Saved data entries:

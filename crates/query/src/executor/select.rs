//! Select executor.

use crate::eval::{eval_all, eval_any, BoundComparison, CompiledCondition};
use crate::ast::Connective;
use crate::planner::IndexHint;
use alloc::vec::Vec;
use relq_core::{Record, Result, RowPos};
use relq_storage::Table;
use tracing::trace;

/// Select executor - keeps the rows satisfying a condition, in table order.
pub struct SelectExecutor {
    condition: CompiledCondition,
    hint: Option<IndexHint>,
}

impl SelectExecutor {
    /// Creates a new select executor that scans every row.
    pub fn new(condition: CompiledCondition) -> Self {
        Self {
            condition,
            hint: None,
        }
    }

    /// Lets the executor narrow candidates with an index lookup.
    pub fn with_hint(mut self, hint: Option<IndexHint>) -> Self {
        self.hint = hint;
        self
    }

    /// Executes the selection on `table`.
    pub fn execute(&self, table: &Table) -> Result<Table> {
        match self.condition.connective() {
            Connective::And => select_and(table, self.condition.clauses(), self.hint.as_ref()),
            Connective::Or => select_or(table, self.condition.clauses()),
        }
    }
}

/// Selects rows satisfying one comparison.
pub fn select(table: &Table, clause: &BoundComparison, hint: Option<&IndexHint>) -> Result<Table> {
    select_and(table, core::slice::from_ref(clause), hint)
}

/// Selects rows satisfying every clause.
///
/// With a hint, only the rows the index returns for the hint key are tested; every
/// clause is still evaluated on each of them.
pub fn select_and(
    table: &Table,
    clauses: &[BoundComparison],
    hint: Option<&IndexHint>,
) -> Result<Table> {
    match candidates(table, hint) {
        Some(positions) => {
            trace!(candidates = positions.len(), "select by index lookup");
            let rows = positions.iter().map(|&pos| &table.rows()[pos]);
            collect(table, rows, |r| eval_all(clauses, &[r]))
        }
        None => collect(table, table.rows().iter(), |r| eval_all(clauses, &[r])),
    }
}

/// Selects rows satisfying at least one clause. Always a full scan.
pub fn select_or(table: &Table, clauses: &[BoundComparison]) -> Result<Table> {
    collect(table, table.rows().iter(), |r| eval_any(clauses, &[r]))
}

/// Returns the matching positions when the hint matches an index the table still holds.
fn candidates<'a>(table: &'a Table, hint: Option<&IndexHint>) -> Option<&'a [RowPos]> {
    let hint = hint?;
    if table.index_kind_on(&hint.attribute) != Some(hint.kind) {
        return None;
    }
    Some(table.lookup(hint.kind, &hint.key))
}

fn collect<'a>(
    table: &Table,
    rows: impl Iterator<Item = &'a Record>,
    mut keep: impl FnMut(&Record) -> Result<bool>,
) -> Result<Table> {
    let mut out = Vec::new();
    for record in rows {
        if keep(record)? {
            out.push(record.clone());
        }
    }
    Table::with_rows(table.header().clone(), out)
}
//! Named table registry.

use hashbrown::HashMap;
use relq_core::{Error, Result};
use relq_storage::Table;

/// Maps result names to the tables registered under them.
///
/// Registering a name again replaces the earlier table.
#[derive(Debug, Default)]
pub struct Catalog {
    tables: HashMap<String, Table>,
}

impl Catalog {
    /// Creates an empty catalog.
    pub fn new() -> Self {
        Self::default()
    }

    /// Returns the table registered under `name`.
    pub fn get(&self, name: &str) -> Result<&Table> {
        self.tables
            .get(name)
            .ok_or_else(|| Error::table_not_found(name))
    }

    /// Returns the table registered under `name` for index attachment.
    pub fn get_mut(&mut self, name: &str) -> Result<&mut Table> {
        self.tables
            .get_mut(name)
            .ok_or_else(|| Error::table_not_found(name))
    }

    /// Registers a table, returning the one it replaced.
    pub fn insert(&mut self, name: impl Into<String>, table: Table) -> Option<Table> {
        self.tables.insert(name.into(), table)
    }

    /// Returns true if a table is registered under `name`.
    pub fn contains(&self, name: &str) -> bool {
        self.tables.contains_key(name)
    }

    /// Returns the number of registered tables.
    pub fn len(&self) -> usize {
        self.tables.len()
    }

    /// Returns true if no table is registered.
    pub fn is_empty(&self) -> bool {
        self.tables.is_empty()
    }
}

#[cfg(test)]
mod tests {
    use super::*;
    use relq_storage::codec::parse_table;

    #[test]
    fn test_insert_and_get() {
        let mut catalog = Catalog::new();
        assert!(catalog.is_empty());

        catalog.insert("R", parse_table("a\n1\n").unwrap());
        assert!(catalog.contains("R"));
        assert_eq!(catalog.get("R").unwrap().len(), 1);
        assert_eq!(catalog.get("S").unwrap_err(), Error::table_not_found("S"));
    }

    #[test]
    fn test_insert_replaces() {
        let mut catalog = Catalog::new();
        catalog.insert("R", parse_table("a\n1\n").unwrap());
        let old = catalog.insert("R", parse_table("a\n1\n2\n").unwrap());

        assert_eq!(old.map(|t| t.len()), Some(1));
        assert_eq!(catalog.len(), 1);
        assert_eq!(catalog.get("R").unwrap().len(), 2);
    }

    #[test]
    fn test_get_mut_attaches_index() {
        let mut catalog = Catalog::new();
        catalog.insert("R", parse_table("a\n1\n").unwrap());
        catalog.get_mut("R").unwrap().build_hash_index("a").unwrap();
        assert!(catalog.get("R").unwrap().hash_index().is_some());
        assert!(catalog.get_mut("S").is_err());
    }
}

Work order: Give back each record exactly, from the first line through the last.

Answer to the problem:
filename crates/query/src/executor/select.rs
//! Select executor.

use crate::eval::{eval_all, eval_any, BoundComparison, CompiledCondition};
use crate::ast::Connective;
use crate::planner::IndexHint;
use alloc::vec::Vec;
use relq_core::{Record, Result, RowPos};
use relq_storage::Table;
use tracing::trace;

/// Select executor - keeps the rows satisfying a condition, in table order.
pub struct SelectExecutor {
    condition: CompiledCondition,
    hint: Option<IndexHint>,
}

impl SelectExecutor {
    /// Creates a new select executor that scans every row.
    pub fn new(condition: CompiledCondition) -> Self {
        Self {
            condition,
            hint: None,
        }
    }

    /// Lets the executor narrow candidates with an index lookup.
    pub fn with_hint(mut self, hint: Option<IndexHint>) -> Self {
        self.hint = hint;
        self
    }

    /// Executes the selection on `table`.
    pub fn execute(&self, table: &Table) -> Result<Table> {
        match self.condition.connective() {
            Connective::And => select_and(table, self.condition.clauses(), self.hint.as_ref()),
            Connective::Or => select_or(table, self.condition.clauses()),
        }
    }
}

/// Selects rows satisfying one comparison.
pub fn select(table: &Table, clause: &BoundComparison, hint: Option<&IndexHint>) -> Result<Table> {
    select_and(table, core::slice::from_ref(clause), hint)
}

/// Selects rows satisfying every clause.
///
/// With a hint, only the rows the index returns for the hint key are tested; every
/// clause is still evaluated on each of them.
pub fn select_and(
    table: &Table,
    clauses: &[BoundComparison],
    hint: Option<&IndexHint>,
) -> Result<Table> {
    match candidates(table, hint) {
        Some(positions) => {
            trace!(candidates = positions.len(), "select by index lookup");
            let rows = positions.iter().map(|&pos| &table.rows()[pos]);
            collect(table, rows, |r| eval_all(clauses, &[r]))
        }
        None => collect(table, table.rows().iter(), |r| eval_all(clauses, &[r])),
    }
}

/// Selects rows satisfying at least one clause. Always a full scan.
pub fn select_or(table: &Table, clauses: &[BoundComparison]) -> Result<Table> {
    collect(table, table.rows().iter(), |r| eval_any(clauses, &[r]))
}

/// Returns the matching positions when the hint matches an index the table still holds.
fn candidates<'a>(table: &'a Table, hint: Option<&IndexHint>) -> Option<&'a [RowPos]> {
    let hint = hint?;
    if table.index_kind_on(&hint.attribute) != Some(hint.kind) {
        return None;
    }
    Some(table.lookup(hint.kind, &hint.key))
}

fn collect<'a>(
    table: &Table,
    rows: impl Iterator<Item = &'a Record>,
    mut keep: impl FnMut(&Record) -> Result<bool>,
) -> Result<Table> {
    let mut out = Vec::new();
    for record in rows {
        if keep(record)? {
            out.push(record.clone());
        }
    }
    Table::with_rows(table.header().clone(), out)
}
//! Named table registry.

use hashbrown::HashMap;
use relq_core::{Error, Result};
use relq_storage::Table;

/// Maps result names to the tables registered under them.
///
/// Registering a name again replaces the earlier table.
#[derive(Debug, Default)]
pub struct Catalog {
    tables: HashMap<String, Table>,
}

impl Catalog {
    /// Creates an empty catalog.
    pub fn new() -> Self {
        Self::default()
    }

    /// Returns the table registered under `name`.
    pub fn get(&self, name: &str) -> Result<&Table> {
        self.tables
            .get(name)
            .ok_or_else(|| Error::table_not_found(name))
    }

    /// Returns the table registered under `name` for index attachment.
    pub fn get_mut(&mut self, name: &str) -> Result<&mut Table> {
        self.tables
            .get_mut(name)
            .ok_or_else(|| Error::table_not_found(name))
    }

    /// Registers a table, returning the one it replaced.
    pub fn insert(&mut self, name: impl Into<String>, table: Table) -> Option<Table> {
        self.tables.insert(name.into(), table)
    }

    /// Returns true if a table is registered under `name`.
    pub fn contains(&self, name: &str) -> bool {
        self.tables.contains_key(name)
    }

    /// Returns the number of registered tables.
    pub fn len(&self) -> usize {
        self.tables.len()
    }

    /// Returns true if no table is registered.
    pub fn is_empty(&self) -> bool {
        self.tables.is_empty()
    }
}

#[cfg(test)]
mod tests {
    use super::*;
    use relq_storage::codec::parse_table;

    #[test]
    fn test_insert_and_get() {
        let mut catalog = Catalog::new();
        assert!(catalog.is_empty());

        catalog.insert("R", parse_table("a\n1\n").unwrap());
        assert!(catalog.contains("R"));
        assert_eq!(catalog.get("R").unwrap().len(), 1);
        assert_eq!(catalog.get("S").unwrap_err(), Error::table_not_found("S"));
    }

    #[test]
    fn test_insert_replaces() {
        let mut catalog = Catalog::new();
        catalog.insert("R", parse_table("a\n1\n").unwrap());
        let old = catalog.insert("R", parse_table("a\n1\n2\n").unwrap());

        assert_eq!(old.map(|t| t.len()), Some(1));
        assert_eq!(catalog.len(), 1);
        assert_eq!(catalog.get("R").unwrap().len(), 2);
    }

    #[test]
    fn test_get_mut_attaches_index() {
        let mut catalog = Catalog::new();
        catalog.insert("R", parse_table("a\n1\n").unwrap());
        catalog.get_mut("R").unwrap().build_hash_index("a").unwrap();
        assert!(catalog.get("R").unwrap().hash_index().is_some());
        assert!(catalog.get_mut("S").is_err());
    }
}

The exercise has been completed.